FIG 3.

DSG2 shedding in vivo in mice with tumors derived from human cancer cell lines. (A) Experimental design. Immunodeficient CB17 SCID/beige mice with established subcutaneous human xenograft tumors (∼500 mm³) were injected intravenously with Ad3 virus (2 × 10⁹ PFU per mouse) or JO1 (2 mg/kg). Preinjection serum samples (0 h) and samples harvested at 3, 6, 24, 48, and 72 h after Ad3 injection were analyzed by ELISA for DSG2 ECD concentrations. (B) Serum DSG2 levels in mice with xenograft tumors derived from SKOV3 or HT29 cells. The left upper panel shows background DSG2 serum levels in mice with HT29 tumors.

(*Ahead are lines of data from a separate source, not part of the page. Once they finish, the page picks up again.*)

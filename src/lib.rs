//! # framesheet
//!
//! Generate thumbnail contact sheets from video files.
//!
//! `framesheet` samples evenly-spaced frames from a video, arranges them in a
//! grid, and overlays filename and metadata text, producing a single JPEG
//! "contact sheet". It drives `ffprobe` and `ffmpeg` as external processes:
//! one probe invocation for metadata, and exactly one decode invocation that
//! emits every sampled frame as a concatenated MJPEG stream, which is then
//! demultiplexed on JPEG marker bytes and decoded in parallel in-process.
//!
//! ## Quick Start
//!
//! ```no_run
//! use framesheet::SheetOptions;
//!
//! let options = SheetOptions::new("input.mp4");
//! framesheet::generate(&options)?;
//! # Ok::<(), framesheet::FramesheetError>(())
//! ```
//!
//! ### Customizing the grid
//!
//! ```no_run
//! use framesheet::{OutputTarget, SheetOptions};
//!
//! let options = SheetOptions::new("input.mp4")
//!     .with_grid(4, 4)
//!     .with_thumb_width(320)
//!     .with_font_file("DejaVuSans.ttf")
//!     .with_output(OutputTarget::File("sheet.jpg".into()));
//! framesheet::generate(&options)?;
//! # Ok::<(), framesheet::FramesheetError>(())
//! ```
//!
//! ### Reusing probed metadata
//!
//! ```no_run
//! use framesheet::{SheetOptions, VideoProbe};
//!
//! let metadata = VideoProbe::probe("input.mp4", "ffprobe")?;
//! println!("{}x{}, {:.1}s", metadata.width, metadata.height, metadata.duration);
//!
//! let options = SheetOptions::new("input.mp4");
//! framesheet::generate_with_metadata(&options, &metadata)?;
//! # Ok::<(), framesheet::FramesheetError>(())
//! ```
//!
//! ## Pipeline
//!
//! 1. **Probe**: `ffprobe` runs once; its JSON report becomes
//!    [`VideoMetadata`].
//! 2. **Plan**: [`sample_timestamps`] spreads `columns × rows` instants
//!    across the interior 90% of the duration (the first and last 5% are
//!    skipped to avoid slates and fades).
//! 3. **Extract**: a single `ffmpeg` invocation selects the planned frames,
//!    scales them, and writes them to stdout as a bare concatenation of
//!    JPEGs.
//! 4. **Demux**: [`scan_jpeg_stream`] slices the captured buffer on
//!    start/end-of-image markers.
//! 5. **Decode**: [`decode_frames`] decodes every slice on the rayon pool,
//!    each task writing its own output slot, so frame order is positional
//!    and deterministic.
//! 6. **Compose**: [`compose_sheet`] paints background, thumbnails,
//!    borders, drop-shadowed title (shrink-to-fit), metadata lines, and
//!    per-frame timecodes, then the result is JPEG-encoded to a file or
//!    stdout.
//!
//! ## Requirements
//!
//! `ffmpeg` and `ffprobe` binaries must be available (on `PATH` or via
//! [`SheetOptions::with_tool_paths`]). No FFmpeg development libraries are
//! needed; everything goes through pipes.

pub mod color;
pub mod compose;
pub mod config;
pub mod decode;
pub mod demux;
pub mod error;
pub mod extract;
pub mod metadata;
pub mod probe;
pub mod sheet;
pub mod text;
pub mod timeline;

pub use color::parse_color;
pub use compose::{
    SheetLayout, compose_sheet, encode_jpeg, jpeg_output_quality, metadata_lines, write_output,
};
pub use config::{OutputTarget, SheetOptions, default_output_path};
pub use decode::decode_frames;
pub use demux::{JPEG_EOI, JPEG_SOI, MarkerDemux, StreamDemux, scan_jpeg_stream, split_jpeg_stream};
pub use error::FramesheetError;
pub use extract::{build_extract_args, extract_frames, extract_frames_with};
pub use metadata::VideoMetadata;
pub use probe::VideoProbe;
pub use sheet::{generate, generate_with_metadata};
pub use text::SheetFont;
pub use timeline::{DEFAULT_FRAME_RATE, format_timecode, parse_frame_rate, sample_timestamps};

In all other panels, background (preinjection) DSG2 levels were subtracted from the levels measured after Ad3 or JO1 injection (n = 5). *, P < 0.01. (C) DSG2 Western blot of tumor lysates after Ad3 injection. Mice with HT29- or SKOV3-derived xenograft tumors were injected with Ad3, and tumors were harvested 24 h later. 6D8 antibody was used as a probe. DSG2 band signals were normalized to β-actin signals and are expressed as a percentage of combined (DSG2) intensities (according to the table below the blot). Each lane represents an individual tumor.